You are correct.  I didn't see your bottle as it is, so I went to the one I mentioned and here is what I found.
 It's a KC-21 and at the time of the making of the book, it was considered Rare.  Comes in Blue-green (as we can see) 2 sizes: 6 3/4 and 10 1/4.  BIMAL, Embossed RATIN on the shoulder.  There is also a variant with RATIN down the side. (as you have here)
 So, being a rare and such a pretty bottle, 3 figures.  Exactly how much, only you can answer that.  If you knew how much one sold for on ebay or any other auction, that would be a great start.  But ask yourself how much you would spend on it...that's what it's worth to you.
 It's a definite keeper, IMO.

 There is a history of the shoulder embossed on on worthpoint, but ya have to be a member to view price.
 http://www.worthpoint.com/worthopedia/rare-antique-ratin-bottle-deep-green-glass


----------



## beendiggin (Nov 23, 2009)

That's the most info I've ever got...so thank you!  I was hoping it was listed somewhere.  Anyway, I will keep it.  I'm sure I'll never dig another.  It is in mint shape.
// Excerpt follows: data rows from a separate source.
use crate::{
    error::FixtureError,
    fixture::{
        build::{amend, EntityBuilder},
        scope::{Scoped, StoreId, DEFAULT_STORE_ID},
    },
    platform::{
        data::cart_rule::CartRuleRepository,
        model::cart_rule::{CartRule, CartRuleDraft, DiscountAction},
        Platform,
    },
};

const DEFAULT_NAME: &str = "Tdd Cart Rule";
const DEFAULT_DISCOUNT: f64 = 10.0;

/// Builder for cart price rules.
///
/// Defaults: name `Tdd Cart Rule`, description `Description - <name>`, active,
/// 10 percent off each item, no coupon and no storefront label.
#[derive(Clone)]
pub struct CartRuleBuilder<'a> {
    repository: CartRuleRepository<'a>,
    name: Option<String>,
    description: Option<String>,
    is_active: Option<bool>,
    action: Option<DiscountAction>,
    discount_amount: Option<f64>,
    coupon_code: Option<String>,
    label: Scoped<String>,
}

impl<'a> CartRuleBuilder<'a> {
    pub fn new(repository: CartRuleRepository<'a>) -> Self {
        Self {
            repository,
            name: None,
            description: None,
            is_active: None,
            action: None,
            discount_amount: None,
            coupon_code: None,
            label: Scoped::default(),
        }
    }

    pub fn with_name(&self, name: impl Into<String>) -> Self {
        let name = name.into();
        amend(self, |b| b.name = Some(name))
    }

    pub fn with_description(&self, description: impl Into<String>) -> Self {
        let description = description.into();
        amend(self, |b| b.description = Some(description))
    }

    pub fn with_is_active(&self, is_active: bool) -> Self {
        amend(self, |b| b.is_active = Some(is_active))
    }

    /// Sets how the discount is applied and its amount.
    pub fn with_discount(&self, action: DiscountAction, amount: f64) -> Self {
        amend(self, |b| {
            b.action = Some(action);
            b.discount_amount = Some(amount);
        })
    }

    pub fn with_coupon_code(&self, coupon_code: impl Into<String>) -> Self {
        let coupon_code = coupon_code.into();
        amend(self, |b| b.coupon_code = Some(coupon_code))
    }

    /// Sets the storefront label shown in store views without their own label.
    pub fn with_label(&self, label: impl Into<String>) -> Self {
        let label = label.into();
        amend(self, |b| b.label.set_default(label))
    }

    pub fn with_label_for(&self, store_id: StoreId, label: impl Into<String>) -> Self {
        let label = label.into();
        amend(self, |b| b.label.set_for(store_id, label))
    }
}

impl<'a> EntityBuilder for CartRuleBuilder<'a> {
    type Repository = CartRuleRepository<'a>;

    fn repository(&self) -> &CartRuleRepository<'a> {
        &self.repository
    }

    fn realize(&self, draft: &mut CartRuleDraft) {
        let name = self
            .name
            .clone()
            .unwrap_or_else(|| DEFAULT_NAME.to_string());

        draft.description = self
            .description
            .clone()
            .unwrap_or_else(|| format!("Description - {}", name));
        draft.name = name;
        draft.is_active = self.is_active.unwrap_or(true);
        draft.action = self.action.unwrap_or_default();
        draft.discount_amount = self.discount_amount.unwrap_or(DEFAULT_DISCOUNT);
        draft.coupon_code = self.coupon_code.clone();
        draft.labels = self
            .label
            .default_value()
            .map(|label| (DEFAULT_STORE_ID, label.clone()))
            .into_iter()
            .chain(
                self.label
                    .overrides()
                    .map(|(store_id, label)| (store_id, label.clone())),
            )
            .collect();
    }
}

/// Creates an active 10 percent cart rule.
pub async fn create_cart_rule(platform: &Platform) -> Result<CartRule, FixtureError> {
    CartRuleBuilder::new(platform.cart_rules()).build().await
}
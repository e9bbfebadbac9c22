//! Platforms over a fresh in-memory storefront database, for tests.

use test_utils::builder::TestBuilder;

use crate::{
    config::{Config, IndexMode},
    platform::Platform,
};

/// Platform with every storefront table and the two system store views.
pub async fn storefront_platform() -> Platform {
    storefront_platform_in(IndexMode::UpdateOnSave).await
}

pub async fn storefront_platform_in(index_mode: IndexMode) -> Platform {
    let test = TestBuilder::new()
        .with_storefront_tables()
        .build()
        .await
        .unwrap();

    Platform::with_config(test.db.unwrap(), &Config { index_mode })
}
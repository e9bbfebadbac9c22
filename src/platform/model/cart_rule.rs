use crate::fixture::{
    repository::FixtureEntity,
    scope::{StoreId, DEFAULT_STORE_ID},
};

/// How a cart rule computes its discount.
#[derive(Clone, Copy, Debug, Default, PartialEq, Eq)]
pub enum DiscountAction {
    /// Percentage of each matching item's price.
    #[default]
    ByPercent,
    /// Fixed amount off each matching item.
    ByFixed,
    /// Fixed amount off the whole cart.
    CartFixed,
}

impl DiscountAction {
    pub fn code(self) -> &'static str {
        match self {
            DiscountAction::ByPercent => "by_percent",
            DiscountAction::ByFixed => "by_fixed",
            DiscountAction::CartFixed => "cart_fixed",
        }
    }
}

/// Entity shell for a cart price rule.
#[derive(Clone, Debug, Default, PartialEq)]
pub struct CartRuleDraft {
    pub name: String,
    pub description: String,
    pub is_active: bool,
    pub action: DiscountAction,
    pub discount_amount: f64,
    pub coupon_code: Option<String>,
    /// Storefront labels by store view; store `0` holds the default label.
    pub labels: Vec<(StoreId, String)>,
}

/// A cart price rule with its storefront labels.
#[derive(Clone, Debug, PartialEq)]
pub struct CartRule {
    pub model: entity::cart_rule::Model,
    pub labels: Vec<entity::cart_rule_label::Model>,
}

impl CartRule {
    /// Label shown in `store_id`, falling back to the default label.
    pub fn label_for(&self, store_id: StoreId) -> Option<&str> {
        let find = |store: StoreId| {
            self.labels
                .iter()
                .find(|l| l.store_id == store)
                .map(|l| l.label.as_str())
        };
        find(store_id).or_else(|| find(DEFAULT_STORE_ID))
    }
}

impl FixtureEntity for CartRule {
    type Id = i32;

    const KIND: &'static str = "cart rule";

    fn id(&self) -> i32 {
        self.model.id
    }

    fn natural_key(&self) -> String {
        self.model.name.clone()
    }
}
It had rolled a little down a steep slope, and was covered over with a blanket of bright green moss.  I was tracing the remnants of a dump up the slope and I didn't find much. On the way back down, I kept randomly pushing a small 16" probe into the bank, when I tapped it. I peeled back the moss, and there it was!    I've had it for over 20 years now.


----------



## Poison_Us (Nov 24, 2009)

Very fortunate and wonderful find it is.[]


----------